(DATASET RECORDS Opens)
use std::path::PathBuf;

use clap::{CommandFactory, Parser, Subcommand};
use clap_complete::Shell;
use debsearch::Query;

#[derive(Debug, Parser)]
#[command(
    name = "debsearch",
    version,
    about = "Search the Debian package lists APT keeps on local disk"
)]
pub struct Cli {
    /// Directory holding the APT package lists
    #[arg(long, global = true)]
    pub lists_dir: Option<PathBuf>,

    /// Debian architecture to read lists for (e.g. amd64, arm64)
    #[arg(long, global = true)]
    pub arch: Option<String>,

    /// Increase log verbosity (can be repeated: -v, -vv)
    #[arg(short, long, action = clap::ArgAction::Count, global = true)]
    pub verbose: u8,

    /// Only log warnings and errors
    #[arg(short, long, global = true)]
    pub quiet: bool,

    #[command(subcommand)]
    pub command: Command,
}

#[derive(Debug, Subcommand)]
pub enum Command {
    /// Find packages by section, tag and description words
    Search(SearchArgs),
    /// List sections with their package counts
    Sections(ListArgs),
    /// List debtags tags with their package counts
    Tags(ListArgs),
    /// Show everything known about one package
    Show(ShowArgs),
    /// Generate shell completions
    #[command(hide = true)]
    Completions(CompletionsArgs),
}

// -- Search --

#[derive(Debug, Parser)]
pub struct SearchArgs {
    /// Words to look for in package names and descriptions
    pub words: Vec<String>,

    /// Restrict to these sections (repeatable or comma-separated)
    #[arg(short = 's', long = "section", value_delimiter = ',')]
    pub sections: Vec<String>,

    /// Restrict to packages with these tags (repeatable or comma-separated)
    #[arg(short = 't', long = "tag", value_delimiter = ',')]
    pub tags: Vec<String>,

    /// Require every tag instead of any
    #[arg(long)]
    pub all_tags: bool,

    /// Require every word instead of any
    #[arg(long)]
    pub all_words: bool,

    /// Skip reading long descriptions (faster, matches fewer words)
    #[arg(long)]
    pub no_descriptions: bool,

    /// Maximum number of results to print
    #[arg(short = 'n', long)]
    pub count: Option<usize>,

    /// Output results as JSON
    #[arg(long)]
    pub json: bool,
}

impl SearchArgs {
    /// Build the query these arguments describe. Tags may be written in
    /// either `facet::value` or `facet/value` form.
    pub fn query(&self) -> Query {
        let mut query = Query::new();
        query.sections = self
            .sections
            .iter()
            .map(|s| s.trim())
            .filter(|s| !s.is_empty())
            .map(str::to_string)
            .collect();
        query.tags = self
            .tags
            .iter()
            .map(|t| t.trim())
            .filter(|t| !t.is_empty())
            .map(|t| t.replace("::", "/"))
            .collect();
        query.tags_and = self.all_tags;
        query.add_words(&self.words);
        query.words_and = self.all_words;
        query
    }
}

// -- Sections / Tags --

#[derive(Debug, Parser)]
pub struct ListArgs {
    /// Output as JSON
    #[arg(long)]
    pub json: bool,
}

// -- Show --

#[derive(Debug, Parser)]
pub struct ShowArgs {
    /// Package name
    pub name: String,

    /// Output as JSON
    #[arg(long)]
    pub json: bool,
}

// -- Completions --

#[derive(Debug, Parser)]
pub struct CompletionsArgs {
    /// Shell to generate completions for
    #[arg(value_enum)]
    pub shell: Shell,
}

impl CompletionsArgs {
    /// Generate shell completions and print to stdout.
    pub fn generate(&self) {
        let mut cmd = Cli::command();
        clap_complete::generate(
            self.shell,
            &mut cmd,
            "debsearch",
            &mut std::io::stdout(),
        );
    }
}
(DATASET RECORDS Closes)
EXERCISE AIM
Please retype each entry above exactly as it is written.

ANSWER FOR THE TASK
use std::path::PathBuf;

use clap::{CommandFactory, Parser, Subcommand};
use clap_complete::Shell;
use debsearch::Query;

#[derive(Debug, Parser)]
#[command(
    name = "debsearch",
    version,
    about = "Search the Debian package lists APT keeps on local disk"
)]
pub struct Cli {
    /// Directory holding the APT package lists
    #[arg(long, global = true)]
    pub lists_dir: Option<PathBuf>,

    /// Debian architecture to read lists for (e.g. amd64, arm64)
    #[arg(long, global = true)]
    pub arch: Option<String>,

    /// Increase log verbosity (can be repeated: -v, -vv)
    #[arg(short, long, action = clap::ArgAction::Count, global = true)]
    pub verbose: u8,

    /// Only log warnings and errors
    #[arg(short, long, global = true)]
    pub quiet: bool,

    #[command(subcommand)]
    pub command: Command,
}

#[derive(Debug, Subcommand)]
pub enum Command {
    /// Find packages by section, tag and description words
    Search(SearchArgs),
    /// List sections with their package counts
    Sections(ListArgs),
    /// List debtags tags with their package counts
    Tags(ListArgs),
    /// Show everything known about one package
    Show(ShowArgs),
    /// Generate shell completions
    #[command(hide = true)]
    Completions(CompletionsArgs),
}

// -- Search --

#[derive(Debug, Parser)]
pub struct SearchArgs {
    /// Words to look for in package names and descriptions
    pub words: Vec<String>,

    /// Restrict to these sections (repeatable or comma-separated)
    #[arg(short = 's', long = "section", value_delimiter = ',')]
    pub sections: Vec<String>,

    /// Restrict to packages with these tags (repeatable or comma-separated)
    #[arg(short = 't', long = "tag", value_delimiter = ',')]
    pub tags: Vec<String>,

    /// Require every tag instead of any
    #[arg(long)]
    pub all_tags: bool,

    /// Require every word instead of any
    #[arg(long)]
    pub all_words: bool,

    /// Skip reading long descriptions (faster, matches fewer words)
    #[arg(long)]
    pub no_descriptions: bool,

    /// Maximum number of results to print
    #[arg(short = 'n', long)]
    pub count: Option<usize>,

    /// Output results as JSON
    #[arg(long)]
    pub json: bool,
}

impl SearchArgs {
    /// Build the query these arguments describe. Tags may be written in
    /// either `facet::value` or `facet/value` form.
    pub fn query(&self) -> Query {
        let mut query = Query::new();
        query.sections = self
            .sections
            .iter()
            .map(|s| s.trim())
            .filter(|s| !s.is_empty())
            .map(str::to_string)
            .collect();
        query.tags = self
            .tags
            .iter()
            .map(|t| t.trim())
            .filter(|t| !t.is_empty())
            .map(|t| t.replace("::", "/"))
            .collect();
        query.tags_and = self.all_tags;
        query.add_words(&self.words);
        query.words_and = self.all_words;
        query
    }
}

// -- Sections / Tags --

#[derive(Debug, Parser)]
pub struct ListArgs {
    /// Output as JSON
    #[arg(long)]
    pub json: bool,
}

// -- Show --

#[derive(Debug, Parser)]
pub struct ShowArgs {
    /// Package name
    pub name: String,

    /// Output as JSON
    #[arg(long)]
    pub json: bool,
}

// -- Completions --

#[derive(Debug, Parser)]
pub struct CompletionsArgs {
    /// Shell to generate completions for
    #[arg(value_enum)]
    pub shell: Shell,
}

impl CompletionsArgs {
    /// Generate shell completions and print to stdout.
    pub fn generate(&self) {
        let mut cmd = Cli::command();
        clap_complete::generate(
            self.shell,
            &mut cmd,
            "debsearch",
            &mut std::io::stdout(),
        );
    }
}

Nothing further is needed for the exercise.